Ethereum experienced a loss of around 3% during the day’s trading. The USD/JPY continued to rally, with rates moving above 147.40. The People’s Bank of China set the USD/CNY reference rate at 7.1419, stronger than expected.
Consumer Confidence And Economic Indicators
UK consumer confidence dipped, while the GfK savings index rose by seven points to +34, its highest since 2007. Tokyo’s headline CPI for July was 2.9%, slightly below expectations. Core and core-core CPI matched their expected figures of 2.9% and 3.1%, respectively.
Intel’s second-quarter earnings showed revenue surpassing expectations, though earnings per share fell short. CEO Lip-Bu Tan warned of possible withdrawal from advanced chip manufacturing without new foundry clients. The U.S. dollar made mild gains, as Trump’s comments seemed to overshadow previous concerns around Fed leadership.
In Asia-Pacific stock markets, Hong Kong’s Hang Seng fell by 1%, Japan’s Nikkei 225 by 0.75%, and the Shanghai Composite decreased by 0.35%. An ongoing military clash in Asia displaced 100,000 people, prompting an emergency UN Security Council meeting. The U.S. housing market exhibited a 9.8-month supply, indicating potential recession risks.
Given the managed political theatre at the Federal Reserve, we see reduced immediate risk of a leadership shock. This suggests near-term market volatility may be overpriced, making strategies like selling short-dated call and put options on the U.S. dollar index attractive. However, with figures like Warsh suggesting rate cuts, we would be cautious holding these positions for too long as political pressure could build later this year.
Inflation And Currency Trade Strategies
The persistent inflation in Japan, with core-core CPI at 3.1%, continues to signal an eventual policy shift, yet the market is focused on the timing. We believe the interest rate differential, with the Fed funds rate currently over 5 percentage points higher than Japan’s, will continue to support the yen carry trade for now. Therefore, we are looking at buying call options on USD/JPY to participate in further upside while clearly defining our risk.
A clear split is emerging in the technology sector, highlighted by the struggles at one major chipmaker and the boom in AI-related businesses.

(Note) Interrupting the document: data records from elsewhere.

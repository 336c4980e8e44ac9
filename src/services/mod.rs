//! Service layer for pocket
//!
//! One state holder per screen. Each borrows the preference store, exposes
//! its values as observables, and never calls a peer service: after a
//! restore the caller refreshes each holder it keeps.

pub mod backup;
pub mod budget;
pub mod dashboard;
pub mod settings;

pub use backup::{BackupService, Confirmation, RestoreOutcome};
pub use budget::BudgetService;
pub use dashboard::{CategoryKind, CategorySpending, DashboardService, DashboardSummary};
pub use settings::SettingsService;
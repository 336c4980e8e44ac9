//! Settings service
//!
//! Currency selection for the settings screen.

use crate::error::PocketResult;
use crate::models::Currency;
use crate::observable::Observable;
use crate::storage::PreferenceStore;

/// State holder for the settings screen
pub struct SettingsService<'a> {
    store: &'a PreferenceStore,
    selected_currency: Observable<Currency>,
}

impl<'a> SettingsService<'a> {
    pub fn new(store: &'a PreferenceStore) -> PocketResult<Self> {
        let selected_currency = Observable::new(store.get_selected_currency()?);
        Ok(Self {
            store,
            selected_currency,
        })
    }

    pub fn selected_currency(&self) -> &Observable<Currency> {
        &self.selected_currency
    }

    /// Currencies offered by the picker
    pub fn supported_currencies(&self) -> &'static [Currency] {
        &Currency::ALL
    }

    /// Persist the chosen currency and republish it
    pub fn set_selected_currency(&self, currency: Currency) -> PocketResult<()> {
        self.store.set_selected_currency(currency)?;
        self.selected_currency.set(currency);
        Ok(())
    }

    /// Re-read the currency from the store, e.g. after a restore
    pub fn refresh(&self) -> PocketResult<()> {
        self.selected_currency.set(self.store.get_selected_currency()?);
        Ok(())
    }
}
//! Configuration module for pocket
//!
//! This module provides configuration management including:
//! - Data directory resolution
//! - Settings persistence for the tool itself

pub mod paths;
pub mod settings;

pub use paths::PocketPaths;
pub use settings::{BackupRetention, Settings};
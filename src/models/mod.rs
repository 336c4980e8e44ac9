//! Core data models for pocket
//!
//! Transactions, money amounts, currency selection and the identifiers
//! that tie them together.

pub mod currency;
pub mod ids;
pub mod money;
pub mod transaction;

pub use currency::{Currency, UnknownCurrency};
pub use ids::TransactionId;
pub use money::{Money, MoneyParseError};
pub use transaction::{
    Transaction, TransactionKind, TransactionValidationError, INCOME_LABEL_PREFIX,
};
//! Storage layer for pocket
//!
//! JSON file storage with atomic writes. The preference store is the only
//! component holding durable user data.

pub mod file_io;
pub mod preferences;

pub use file_io::{read_json, write_json_atomic, write_text_atomic};
pub use preferences::{PreferenceStore, Preferences, RestoreResult};
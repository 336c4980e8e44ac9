//! Observable values
//!
//! A value cell with synchronous change callbacks. State holders publish
//! through these; front ends subscribe to redraw. Everything runs on the
//! caller's thread, so the cell uses `RefCell` and is deliberately `!Sync`.

use std::cell::{Cell, RefCell};
use std::fmt;
use std::rc::Rc;

/// Handle returned by [`Observable::subscribe`], used to unsubscribe
#[derive(Debug, Clone, Copy, PartialEq, Eq, Hash)]
pub struct SubscriptionId(u64);

type Callback<T> = Rc<dyn Fn(&T)>;

pub struct Observable<T> {
    value: RefCell<T>,
    subscribers: RefCell<Vec<(SubscriptionId, Callback<T>)>>,
    next_id: Cell<u64>,
}

impl<T: Clone + PartialEq> Observable<T> {
    pub fn new(initial: T) -> Self {
        Self {
            value: RefCell::new(initial),
            subscribers: RefCell::new(Vec::new()),
            next_id: Cell::new(0),
        }
    }

    /// Current value
    pub fn get(&self) -> T {
        self.value.borrow().clone()
    }

    /// Store `value` and notify subscribers if it differs from the current one
    ///
    /// Returns whether subscribers were notified.
    pub fn set(&self, value: T) -> bool {
        {
            let mut current = self.value.borrow_mut();
            if *current == value {
                return false;
            }
            *current = value.clone();
        }

        // Snapshot so callbacks may subscribe or unsubscribe while running
        let callbacks: Vec<Callback<T>> = self
            .subscribers
            .borrow()
            .iter()
            .map(|(_, cb)| Rc::clone(cb))
            .collect();
        for callback in callbacks {
            callback(&value);
        }
        true
    }

    /// Register a callback invoked with each new value, in registration order
    pub fn subscribe(&self, callback: impl Fn(&T) + 'static) -> SubscriptionId {
        let id = SubscriptionId(self.next_id.get());
        self.next_id.set(id.0 + 1);
        self.subscribers.borrow_mut().push((id, Rc::new(callback)));
        id
    }

    pub fn unsubscribe(&self, id: SubscriptionId) -> bool {
        let mut subscribers = self.subscribers.borrow_mut();
        let before = subscribers.len();
        subscribers.retain(|(sid, _)| *sid != id);
        subscribers.len() != before
    }

    pub fn subscriber_count(&self) -> usize {
        self.subscribers.borrow().len()
    }
}

impl<T: Clone + PartialEq + Default> Default for Observable<T> {
    fn default() -> Self {
        Self::new(T::default())
    }
}

impl<T: fmt::Debug> fmt::Debug for Observable<T> {
    fn fmt(&self, f: &mut fmt::Formatter<'_>) -> fmt::Result {
        f.debug_struct("Observable")
            .field("value", &self.value)
            .field("subscribers", &self.subscribers.borrow().len())
            .finish()
    }
}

We see an opportunity in a pairs trade, using options to go long on AI-focused companies and short legacy semiconductor firms that are losing market share. Recent earnings reports confirm this trend, with AI leader Nvidia reporting over 260% revenue growth while older tech firms show single-digit or negative growth.
The ongoing military clash in Asia represents a significant, underpriced tail risk that could trigger a sudden flight to safety. History shows such events can cause volatility to spike sharply; for example, the VIX jumped over 45% in the two weeks following the escalation of the Russia-Ukraine conflict in February 2022. We feel it is prudent to purchase cheap, out-of-the-money put options on major equity indices like the S&P 500 as a low-cost portfolio hedge.
In China, the central bank is actively managing its currency, setting the daily reference rate significantly stronger than market expectations to prevent a disorderly slide. This suggests a gradual, controlled depreciation of the yuan is more likely than a sharp collapse, despite weak economic data like the recent drop in the manufacturing PMI to 49.5. We would use option collars on the offshore yuan to position for a slow grind higher in USD/CNH while limiting the cost of the trade.